### Stored data entries
[Start of section]

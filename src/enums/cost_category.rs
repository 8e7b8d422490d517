use crate::common::*;

#[doc = r#"
    Cost categories drawn on the chart, in stacking order.

    The first six are matched verbatim against the `SERVICE` dimension returned by
    Cost Explorer. `Others` is never matched by name; it is derived per day as
    `day_total - tracked_subtotal`.
"#]
#[derive(Debug, Clone, Copy, PartialEq, Eq, Hash, Serialize, Deserialize)]
pub enum CostCategory {
    RelationalDatabase,
    VirtualPrivateCloud,
    DatabaseMigration,
    Ec2Other,
    SupportDeveloper,
    Tax,
    Others,
}

impl CostCategory {
    pub const TRACKED: [CostCategory; 6] = [
        CostCategory::RelationalDatabase,
        CostCategory::VirtualPrivateCloud,
        CostCategory::DatabaseMigration,
        CostCategory::Ec2Other,
        CostCategory::SupportDeveloper,
        CostCategory::Tax,
    ];

    pub const ALL: [CostCategory; 7] = [
        CostCategory::RelationalDatabase,
        CostCategory::VirtualPrivateCloud,
        CostCategory::DatabaseMigration,
        CostCategory::Ec2Other,
        CostCategory::SupportDeveloper,
        CostCategory::Tax,
        CostCategory::Others,
    ];

    pub fn label(&self) -> &'static str {
        match self {
            CostCategory::RelationalDatabase => "Amazon Relational Database Service",
            CostCategory::VirtualPrivateCloud => "Amazon Virtual Private Cloud",
            CostCategory::DatabaseMigration => "AWS Database Migration Service",
            CostCategory::Ec2Other => "EC2 - Other",
            CostCategory::SupportDeveloper => "AWS Support (Developer)",
            CostCategory::Tax => "Tax",
            CostCategory::Others => "Others",
        }
    }

    #[doc = "Row position of the category inside a usage table"]
    pub fn index(&self) -> usize {
        *self as usize
    }

    #[doc = "Exact-match lookup of a Cost Explorer service name among the tracked categories"]
    pub fn from_service_name(service_name: &str) -> Option<Self> {
        Self::TRACKED
            .iter()
            .copied()
            .find(|category| category.label() == service_name)
    }
}

impl Display for CostCategory {
    fn fmt(&self, f: &mut fmt::Formatter<'_>) -> fmt::Result {
        f.write_str(self.label())
    }
}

[End of section]

### Work instruction
All records should be written out again exactly as given.

### Your solution
filename src/enums/cost_category.rs
repository 8e7b8d422490d517
use crate::common::*;

#[doc = r#"
    Cost categories drawn on the chart, in stacking order.

    The first six are matched verbatim against the `SERVICE` dimension returned by
    Cost Explorer. `Others` is never matched by name; it is derived per day as
    `day_total - tracked_subtotal`.
"#]
#[derive(Debug, Clone, Copy, PartialEq, Eq, Hash, Serialize, Deserialize)]
pub enum CostCategory {
    RelationalDatabase,
    VirtualPrivateCloud,
    DatabaseMigration,
    Ec2Other,
    SupportDeveloper,
    Tax,
    Others,
}

impl CostCategory {
    pub const TRACKED: [CostCategory; 6] = [
        CostCategory::RelationalDatabase,
        CostCategory::VirtualPrivateCloud,
        CostCategory::DatabaseMigration,
        CostCategory::Ec2Other,
        CostCategory::SupportDeveloper,
        CostCategory::Tax,
    ];

    pub const ALL: [CostCategory; 7] = [
        CostCategory::RelationalDatabase,
        CostCategory::VirtualPrivateCloud,
        CostCategory::DatabaseMigration,
        CostCategory::Ec2Other,
        CostCategory::SupportDeveloper,
        CostCategory::Tax,
        CostCategory::Others,
    ];

    pub fn label(&self) -> &'static str {
        match self {
            CostCategory::RelationalDatabase => "Amazon Relational Database Service",
            CostCategory::VirtualPrivateCloud => "Amazon Virtual Private Cloud",
            CostCategory::DatabaseMigration => "AWS Database Migration Service",
            CostCategory::Ec2Other => "EC2 - Other",
            CostCategory::SupportDeveloper => "AWS Support (Developer)",
            CostCategory::Tax => "Tax",
            CostCategory::Others => "Others",
        }
    }

    #[doc = "Row position of the category inside a usage table"]
    pub fn index(&self) -> usize {
        *self as usize
    }

    #[doc = "Exact-match lookup of a Cost Explorer service name among the tracked categories"]
    pub fn from_service_name(service_name: &str) -> Option<Self> {
        Self::TRACKED
            .iter()
            .copied()
            .find(|category| category.label() == service_name)
    }
}

impl Display for CostCategory {
    fn fmt(&self, f: &mut fmt::Formatter<'_>) -> fmt::Result {
        f.write_str(self.label())
    }
}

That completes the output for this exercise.